→ **Task directions**:
Would you show every line from the records that holds "ghost"?

(Dataset excerpts)
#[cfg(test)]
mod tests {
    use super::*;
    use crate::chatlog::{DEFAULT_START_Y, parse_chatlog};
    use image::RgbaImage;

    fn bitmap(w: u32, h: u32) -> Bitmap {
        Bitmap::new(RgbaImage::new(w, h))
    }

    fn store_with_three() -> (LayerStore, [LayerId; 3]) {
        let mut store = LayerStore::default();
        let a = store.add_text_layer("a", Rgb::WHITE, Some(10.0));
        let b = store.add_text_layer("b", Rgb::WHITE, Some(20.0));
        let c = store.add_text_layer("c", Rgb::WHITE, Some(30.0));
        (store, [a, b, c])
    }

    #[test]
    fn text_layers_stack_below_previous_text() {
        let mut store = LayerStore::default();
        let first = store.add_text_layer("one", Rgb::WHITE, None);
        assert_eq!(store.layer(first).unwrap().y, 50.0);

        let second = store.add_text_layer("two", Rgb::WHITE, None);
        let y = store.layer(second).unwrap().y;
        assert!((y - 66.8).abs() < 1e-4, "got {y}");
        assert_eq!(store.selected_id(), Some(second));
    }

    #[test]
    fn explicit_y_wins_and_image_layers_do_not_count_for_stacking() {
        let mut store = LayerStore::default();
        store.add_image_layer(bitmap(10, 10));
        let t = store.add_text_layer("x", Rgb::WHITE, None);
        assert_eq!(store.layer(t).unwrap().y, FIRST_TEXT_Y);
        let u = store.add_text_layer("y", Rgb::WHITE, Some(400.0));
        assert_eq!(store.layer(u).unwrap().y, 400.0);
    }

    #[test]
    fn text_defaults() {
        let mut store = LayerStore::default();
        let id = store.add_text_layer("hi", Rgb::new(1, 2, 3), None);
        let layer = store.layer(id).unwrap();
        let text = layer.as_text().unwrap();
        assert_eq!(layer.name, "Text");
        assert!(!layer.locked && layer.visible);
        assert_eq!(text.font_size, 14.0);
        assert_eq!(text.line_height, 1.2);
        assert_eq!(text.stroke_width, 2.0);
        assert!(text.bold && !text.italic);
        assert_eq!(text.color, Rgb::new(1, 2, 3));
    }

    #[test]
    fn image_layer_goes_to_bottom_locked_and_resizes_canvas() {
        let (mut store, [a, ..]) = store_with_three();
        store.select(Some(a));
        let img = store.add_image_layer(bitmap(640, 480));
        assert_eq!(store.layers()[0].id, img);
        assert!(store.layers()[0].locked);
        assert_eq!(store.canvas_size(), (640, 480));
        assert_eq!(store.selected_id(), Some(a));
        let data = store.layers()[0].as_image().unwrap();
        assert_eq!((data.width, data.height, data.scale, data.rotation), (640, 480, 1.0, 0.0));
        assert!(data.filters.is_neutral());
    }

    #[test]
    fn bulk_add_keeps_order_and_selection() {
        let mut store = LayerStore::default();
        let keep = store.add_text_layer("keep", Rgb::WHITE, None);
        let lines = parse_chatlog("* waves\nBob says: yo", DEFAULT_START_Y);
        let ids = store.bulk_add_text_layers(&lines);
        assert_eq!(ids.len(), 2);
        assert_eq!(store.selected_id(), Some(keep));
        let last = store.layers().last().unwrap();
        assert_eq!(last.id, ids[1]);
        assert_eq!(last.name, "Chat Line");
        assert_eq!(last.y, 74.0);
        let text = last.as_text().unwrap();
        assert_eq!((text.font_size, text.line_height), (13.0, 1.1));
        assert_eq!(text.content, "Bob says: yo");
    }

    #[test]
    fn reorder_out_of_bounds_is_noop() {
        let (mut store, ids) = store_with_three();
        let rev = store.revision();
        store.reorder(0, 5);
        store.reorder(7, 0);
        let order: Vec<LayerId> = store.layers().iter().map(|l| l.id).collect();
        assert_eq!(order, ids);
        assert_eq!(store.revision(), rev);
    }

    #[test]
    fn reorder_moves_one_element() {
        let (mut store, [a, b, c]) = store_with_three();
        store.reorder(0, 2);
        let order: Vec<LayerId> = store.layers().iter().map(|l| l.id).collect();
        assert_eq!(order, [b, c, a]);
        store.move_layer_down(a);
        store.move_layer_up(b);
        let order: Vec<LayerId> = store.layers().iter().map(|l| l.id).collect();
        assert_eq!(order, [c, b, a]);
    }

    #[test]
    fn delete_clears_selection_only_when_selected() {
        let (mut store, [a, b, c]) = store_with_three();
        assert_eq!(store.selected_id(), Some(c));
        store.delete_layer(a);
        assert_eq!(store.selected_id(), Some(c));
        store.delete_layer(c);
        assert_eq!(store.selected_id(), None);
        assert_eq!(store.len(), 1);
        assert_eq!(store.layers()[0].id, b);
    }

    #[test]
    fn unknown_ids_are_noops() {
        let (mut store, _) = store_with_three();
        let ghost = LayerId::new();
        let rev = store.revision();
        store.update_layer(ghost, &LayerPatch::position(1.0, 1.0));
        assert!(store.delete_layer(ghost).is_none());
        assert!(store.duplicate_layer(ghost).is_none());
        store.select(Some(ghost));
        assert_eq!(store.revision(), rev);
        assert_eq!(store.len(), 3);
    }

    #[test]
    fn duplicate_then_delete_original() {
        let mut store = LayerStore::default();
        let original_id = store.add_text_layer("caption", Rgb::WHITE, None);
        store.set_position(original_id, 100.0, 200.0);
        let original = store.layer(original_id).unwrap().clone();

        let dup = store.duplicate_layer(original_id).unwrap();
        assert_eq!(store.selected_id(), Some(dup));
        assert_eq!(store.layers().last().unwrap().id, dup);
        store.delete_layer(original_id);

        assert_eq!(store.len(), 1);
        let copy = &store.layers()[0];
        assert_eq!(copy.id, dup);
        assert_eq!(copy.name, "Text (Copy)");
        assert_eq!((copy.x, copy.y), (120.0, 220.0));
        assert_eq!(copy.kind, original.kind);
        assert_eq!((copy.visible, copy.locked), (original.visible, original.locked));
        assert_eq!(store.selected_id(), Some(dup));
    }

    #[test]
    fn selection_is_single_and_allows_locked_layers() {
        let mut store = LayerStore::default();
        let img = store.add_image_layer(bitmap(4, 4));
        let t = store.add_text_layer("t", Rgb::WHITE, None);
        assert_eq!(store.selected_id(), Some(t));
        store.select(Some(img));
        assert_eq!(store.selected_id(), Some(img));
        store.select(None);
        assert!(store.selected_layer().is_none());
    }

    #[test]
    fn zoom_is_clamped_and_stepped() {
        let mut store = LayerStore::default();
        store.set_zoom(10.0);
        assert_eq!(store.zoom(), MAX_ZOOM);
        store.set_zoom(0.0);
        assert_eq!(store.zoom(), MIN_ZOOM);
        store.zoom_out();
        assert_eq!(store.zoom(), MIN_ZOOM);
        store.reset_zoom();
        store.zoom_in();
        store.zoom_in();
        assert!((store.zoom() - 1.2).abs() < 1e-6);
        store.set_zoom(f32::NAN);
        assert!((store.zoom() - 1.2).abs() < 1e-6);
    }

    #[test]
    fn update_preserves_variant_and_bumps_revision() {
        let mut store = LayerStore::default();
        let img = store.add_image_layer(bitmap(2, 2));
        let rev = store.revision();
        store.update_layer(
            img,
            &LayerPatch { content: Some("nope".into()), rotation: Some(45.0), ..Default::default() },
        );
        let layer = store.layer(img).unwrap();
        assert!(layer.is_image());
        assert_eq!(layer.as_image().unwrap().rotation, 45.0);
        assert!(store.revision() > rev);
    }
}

--

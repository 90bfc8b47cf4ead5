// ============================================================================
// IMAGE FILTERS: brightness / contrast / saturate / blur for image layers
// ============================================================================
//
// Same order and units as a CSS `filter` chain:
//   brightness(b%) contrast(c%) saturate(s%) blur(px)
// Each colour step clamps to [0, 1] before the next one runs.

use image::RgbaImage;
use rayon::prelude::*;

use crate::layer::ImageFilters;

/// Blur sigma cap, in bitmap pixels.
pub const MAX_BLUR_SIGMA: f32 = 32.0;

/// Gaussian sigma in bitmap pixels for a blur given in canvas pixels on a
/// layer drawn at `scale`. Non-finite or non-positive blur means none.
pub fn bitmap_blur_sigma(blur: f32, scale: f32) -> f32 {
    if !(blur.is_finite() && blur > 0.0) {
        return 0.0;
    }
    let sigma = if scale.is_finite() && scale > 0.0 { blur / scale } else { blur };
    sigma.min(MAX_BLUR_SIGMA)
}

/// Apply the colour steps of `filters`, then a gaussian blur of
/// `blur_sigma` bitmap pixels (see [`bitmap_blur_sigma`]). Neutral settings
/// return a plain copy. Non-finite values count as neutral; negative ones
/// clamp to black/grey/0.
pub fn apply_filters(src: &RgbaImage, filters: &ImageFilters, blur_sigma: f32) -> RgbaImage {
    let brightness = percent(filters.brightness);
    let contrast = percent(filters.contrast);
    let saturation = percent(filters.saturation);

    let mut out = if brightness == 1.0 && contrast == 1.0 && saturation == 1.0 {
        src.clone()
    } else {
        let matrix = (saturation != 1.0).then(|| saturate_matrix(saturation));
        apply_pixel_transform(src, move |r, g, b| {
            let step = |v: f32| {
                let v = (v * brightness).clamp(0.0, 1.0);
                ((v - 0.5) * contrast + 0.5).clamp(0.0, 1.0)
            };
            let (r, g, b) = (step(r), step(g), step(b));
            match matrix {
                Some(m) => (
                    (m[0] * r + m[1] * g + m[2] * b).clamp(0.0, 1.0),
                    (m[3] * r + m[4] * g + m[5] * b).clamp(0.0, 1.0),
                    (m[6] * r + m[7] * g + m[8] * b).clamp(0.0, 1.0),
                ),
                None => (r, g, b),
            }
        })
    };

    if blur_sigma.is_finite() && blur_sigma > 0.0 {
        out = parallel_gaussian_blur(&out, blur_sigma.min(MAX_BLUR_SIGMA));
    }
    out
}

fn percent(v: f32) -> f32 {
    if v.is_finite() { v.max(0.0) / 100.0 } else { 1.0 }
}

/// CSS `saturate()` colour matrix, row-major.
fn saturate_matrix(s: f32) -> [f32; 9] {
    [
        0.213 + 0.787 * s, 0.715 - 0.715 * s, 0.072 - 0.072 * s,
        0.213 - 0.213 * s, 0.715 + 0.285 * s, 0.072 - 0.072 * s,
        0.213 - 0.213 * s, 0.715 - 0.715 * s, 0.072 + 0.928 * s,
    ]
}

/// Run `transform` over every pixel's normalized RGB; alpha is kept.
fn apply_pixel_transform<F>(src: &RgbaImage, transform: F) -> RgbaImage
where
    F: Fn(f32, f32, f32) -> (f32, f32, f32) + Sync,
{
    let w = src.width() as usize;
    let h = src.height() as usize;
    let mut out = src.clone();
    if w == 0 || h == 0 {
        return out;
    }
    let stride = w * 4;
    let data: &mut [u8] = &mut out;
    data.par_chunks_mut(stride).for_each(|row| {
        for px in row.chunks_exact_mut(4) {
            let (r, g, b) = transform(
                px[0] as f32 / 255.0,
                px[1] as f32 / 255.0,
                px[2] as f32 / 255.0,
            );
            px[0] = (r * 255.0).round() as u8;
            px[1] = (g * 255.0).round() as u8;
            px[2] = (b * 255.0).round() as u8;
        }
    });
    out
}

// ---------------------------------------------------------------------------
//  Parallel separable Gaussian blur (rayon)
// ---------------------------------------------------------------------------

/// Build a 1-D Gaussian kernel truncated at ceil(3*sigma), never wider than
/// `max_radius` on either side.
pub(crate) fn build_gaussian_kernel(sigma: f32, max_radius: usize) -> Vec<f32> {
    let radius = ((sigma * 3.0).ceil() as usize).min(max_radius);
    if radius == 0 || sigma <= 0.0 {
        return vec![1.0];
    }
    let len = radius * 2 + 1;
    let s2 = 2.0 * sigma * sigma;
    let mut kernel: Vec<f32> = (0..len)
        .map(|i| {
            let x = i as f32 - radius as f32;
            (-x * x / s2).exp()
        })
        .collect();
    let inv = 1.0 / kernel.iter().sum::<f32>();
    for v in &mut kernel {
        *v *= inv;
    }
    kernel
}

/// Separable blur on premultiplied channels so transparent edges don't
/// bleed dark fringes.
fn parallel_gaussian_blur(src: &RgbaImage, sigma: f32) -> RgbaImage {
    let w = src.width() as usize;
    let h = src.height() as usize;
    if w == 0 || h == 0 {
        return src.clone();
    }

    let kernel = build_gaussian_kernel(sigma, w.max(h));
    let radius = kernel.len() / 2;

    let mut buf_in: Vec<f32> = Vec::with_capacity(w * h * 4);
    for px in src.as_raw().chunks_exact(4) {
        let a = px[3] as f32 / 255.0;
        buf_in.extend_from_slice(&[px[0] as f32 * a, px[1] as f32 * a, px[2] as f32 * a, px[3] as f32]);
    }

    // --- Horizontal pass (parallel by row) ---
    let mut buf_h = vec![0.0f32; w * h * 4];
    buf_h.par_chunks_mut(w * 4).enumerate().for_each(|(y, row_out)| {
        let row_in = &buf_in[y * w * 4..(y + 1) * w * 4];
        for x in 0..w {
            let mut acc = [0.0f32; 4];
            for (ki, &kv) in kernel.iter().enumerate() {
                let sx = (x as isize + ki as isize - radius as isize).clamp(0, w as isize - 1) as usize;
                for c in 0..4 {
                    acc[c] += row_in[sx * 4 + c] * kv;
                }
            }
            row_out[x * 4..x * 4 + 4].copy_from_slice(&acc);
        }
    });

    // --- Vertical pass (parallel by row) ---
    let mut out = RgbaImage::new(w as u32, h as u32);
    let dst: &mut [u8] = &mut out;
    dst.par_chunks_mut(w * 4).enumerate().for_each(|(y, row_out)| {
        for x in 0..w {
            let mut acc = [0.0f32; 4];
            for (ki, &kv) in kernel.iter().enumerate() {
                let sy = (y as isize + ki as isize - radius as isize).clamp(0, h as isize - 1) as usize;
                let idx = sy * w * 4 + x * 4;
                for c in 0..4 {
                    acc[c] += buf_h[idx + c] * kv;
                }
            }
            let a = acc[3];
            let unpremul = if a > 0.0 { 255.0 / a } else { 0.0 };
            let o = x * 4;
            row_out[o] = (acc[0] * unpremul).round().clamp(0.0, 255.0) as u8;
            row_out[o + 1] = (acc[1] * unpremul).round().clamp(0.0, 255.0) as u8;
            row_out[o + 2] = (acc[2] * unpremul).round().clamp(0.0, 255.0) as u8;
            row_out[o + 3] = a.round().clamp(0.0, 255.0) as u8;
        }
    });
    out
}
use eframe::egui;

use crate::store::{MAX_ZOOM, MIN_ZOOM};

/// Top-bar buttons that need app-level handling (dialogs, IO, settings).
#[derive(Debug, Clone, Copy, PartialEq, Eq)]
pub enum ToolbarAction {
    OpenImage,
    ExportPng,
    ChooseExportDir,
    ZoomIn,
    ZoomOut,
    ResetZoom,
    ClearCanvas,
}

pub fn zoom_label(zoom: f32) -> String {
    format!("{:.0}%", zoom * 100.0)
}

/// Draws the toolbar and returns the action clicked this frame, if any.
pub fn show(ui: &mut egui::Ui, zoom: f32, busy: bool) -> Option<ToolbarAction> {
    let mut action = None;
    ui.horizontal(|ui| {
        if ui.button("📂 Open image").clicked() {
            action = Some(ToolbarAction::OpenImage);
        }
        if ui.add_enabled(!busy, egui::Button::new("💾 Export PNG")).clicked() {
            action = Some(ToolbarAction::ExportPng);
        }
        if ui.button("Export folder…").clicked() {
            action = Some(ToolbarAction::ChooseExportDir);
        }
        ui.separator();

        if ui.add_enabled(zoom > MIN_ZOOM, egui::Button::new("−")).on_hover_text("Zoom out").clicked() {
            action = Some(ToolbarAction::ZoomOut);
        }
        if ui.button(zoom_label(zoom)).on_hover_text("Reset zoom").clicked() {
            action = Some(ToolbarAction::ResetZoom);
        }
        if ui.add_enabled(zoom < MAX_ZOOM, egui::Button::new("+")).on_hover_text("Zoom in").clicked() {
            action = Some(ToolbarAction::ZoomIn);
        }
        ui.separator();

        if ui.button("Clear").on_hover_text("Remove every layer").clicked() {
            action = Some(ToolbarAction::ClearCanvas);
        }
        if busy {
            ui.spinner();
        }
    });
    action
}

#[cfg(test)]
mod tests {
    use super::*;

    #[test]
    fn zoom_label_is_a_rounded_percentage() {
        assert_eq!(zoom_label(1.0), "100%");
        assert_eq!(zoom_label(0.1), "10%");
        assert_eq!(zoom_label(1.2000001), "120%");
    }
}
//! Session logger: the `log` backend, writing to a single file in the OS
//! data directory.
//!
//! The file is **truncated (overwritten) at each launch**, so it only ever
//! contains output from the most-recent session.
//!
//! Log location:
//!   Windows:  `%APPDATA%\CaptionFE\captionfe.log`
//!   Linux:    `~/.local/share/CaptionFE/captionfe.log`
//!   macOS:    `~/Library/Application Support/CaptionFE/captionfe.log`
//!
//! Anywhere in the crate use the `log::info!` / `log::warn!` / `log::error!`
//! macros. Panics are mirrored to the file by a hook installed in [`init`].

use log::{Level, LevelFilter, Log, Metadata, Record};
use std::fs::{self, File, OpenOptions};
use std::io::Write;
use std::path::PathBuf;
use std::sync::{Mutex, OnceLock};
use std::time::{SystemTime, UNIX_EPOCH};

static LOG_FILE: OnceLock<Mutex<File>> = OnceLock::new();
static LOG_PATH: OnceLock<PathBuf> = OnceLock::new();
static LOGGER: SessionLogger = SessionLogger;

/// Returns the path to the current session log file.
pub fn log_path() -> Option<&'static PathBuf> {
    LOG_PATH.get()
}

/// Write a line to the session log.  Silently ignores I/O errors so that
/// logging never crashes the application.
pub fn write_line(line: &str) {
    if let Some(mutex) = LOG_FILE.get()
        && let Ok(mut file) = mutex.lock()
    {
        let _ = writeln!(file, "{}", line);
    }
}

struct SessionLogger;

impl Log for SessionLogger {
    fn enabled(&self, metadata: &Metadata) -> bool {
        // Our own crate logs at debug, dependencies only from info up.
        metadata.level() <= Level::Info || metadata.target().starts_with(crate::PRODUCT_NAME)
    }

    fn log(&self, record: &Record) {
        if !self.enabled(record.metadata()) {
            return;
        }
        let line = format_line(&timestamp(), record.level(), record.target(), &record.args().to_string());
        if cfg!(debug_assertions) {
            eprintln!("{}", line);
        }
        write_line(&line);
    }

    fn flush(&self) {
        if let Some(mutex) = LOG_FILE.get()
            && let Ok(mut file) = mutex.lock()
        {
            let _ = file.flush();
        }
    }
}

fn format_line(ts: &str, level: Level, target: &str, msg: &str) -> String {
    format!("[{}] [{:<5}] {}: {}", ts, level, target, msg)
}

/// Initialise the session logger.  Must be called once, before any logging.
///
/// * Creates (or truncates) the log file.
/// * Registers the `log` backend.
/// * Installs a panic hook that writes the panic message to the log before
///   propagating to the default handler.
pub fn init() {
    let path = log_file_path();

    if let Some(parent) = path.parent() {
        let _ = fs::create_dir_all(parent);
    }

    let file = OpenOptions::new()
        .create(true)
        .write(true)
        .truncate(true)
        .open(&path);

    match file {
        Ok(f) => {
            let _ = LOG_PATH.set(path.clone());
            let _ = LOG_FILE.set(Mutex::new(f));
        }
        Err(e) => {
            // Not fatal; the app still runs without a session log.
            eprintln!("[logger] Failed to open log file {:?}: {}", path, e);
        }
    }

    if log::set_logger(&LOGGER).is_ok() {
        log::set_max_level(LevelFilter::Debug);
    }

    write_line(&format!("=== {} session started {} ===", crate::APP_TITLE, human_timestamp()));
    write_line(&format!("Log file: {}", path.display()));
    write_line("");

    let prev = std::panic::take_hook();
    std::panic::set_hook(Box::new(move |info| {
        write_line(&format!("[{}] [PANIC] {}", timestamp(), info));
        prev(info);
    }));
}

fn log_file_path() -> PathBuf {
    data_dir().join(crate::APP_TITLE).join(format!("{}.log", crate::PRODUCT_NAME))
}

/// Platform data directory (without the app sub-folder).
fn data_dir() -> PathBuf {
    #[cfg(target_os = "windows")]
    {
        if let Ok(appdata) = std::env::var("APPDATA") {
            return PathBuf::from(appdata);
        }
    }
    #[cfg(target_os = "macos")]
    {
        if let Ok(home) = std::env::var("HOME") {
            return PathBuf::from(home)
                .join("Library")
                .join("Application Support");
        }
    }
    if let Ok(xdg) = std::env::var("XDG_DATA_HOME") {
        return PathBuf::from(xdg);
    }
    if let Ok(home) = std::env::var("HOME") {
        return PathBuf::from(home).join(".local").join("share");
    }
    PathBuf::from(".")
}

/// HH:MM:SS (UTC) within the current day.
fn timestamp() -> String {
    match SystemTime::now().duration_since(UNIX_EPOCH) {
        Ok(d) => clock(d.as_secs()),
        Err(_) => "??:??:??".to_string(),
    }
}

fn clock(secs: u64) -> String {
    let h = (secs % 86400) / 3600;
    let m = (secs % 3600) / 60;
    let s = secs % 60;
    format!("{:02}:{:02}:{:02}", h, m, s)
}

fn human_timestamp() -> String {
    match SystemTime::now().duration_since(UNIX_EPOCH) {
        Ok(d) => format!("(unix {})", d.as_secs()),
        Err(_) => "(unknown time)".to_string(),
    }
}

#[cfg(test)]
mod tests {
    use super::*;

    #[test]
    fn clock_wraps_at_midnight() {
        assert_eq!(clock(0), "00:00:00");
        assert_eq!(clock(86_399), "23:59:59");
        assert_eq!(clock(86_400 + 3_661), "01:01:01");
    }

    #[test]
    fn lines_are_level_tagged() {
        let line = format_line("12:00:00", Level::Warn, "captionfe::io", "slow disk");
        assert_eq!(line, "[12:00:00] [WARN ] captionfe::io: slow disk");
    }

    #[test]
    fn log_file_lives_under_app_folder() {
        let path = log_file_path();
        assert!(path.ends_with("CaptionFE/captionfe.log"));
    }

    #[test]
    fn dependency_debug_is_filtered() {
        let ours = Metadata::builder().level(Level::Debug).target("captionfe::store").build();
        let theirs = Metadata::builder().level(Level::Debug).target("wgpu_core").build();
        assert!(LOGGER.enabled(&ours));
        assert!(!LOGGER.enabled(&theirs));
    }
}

→ **Reply to the exercise**:
        let ghost = LayerId::new();
        store.update_layer(ghost, &LayerPatch::position(1.0, 1.0));
        assert!(store.delete_layer(ghost).is_none());
        assert!(store.duplicate_layer(ghost).is_none());
        store.select(Some(ghost));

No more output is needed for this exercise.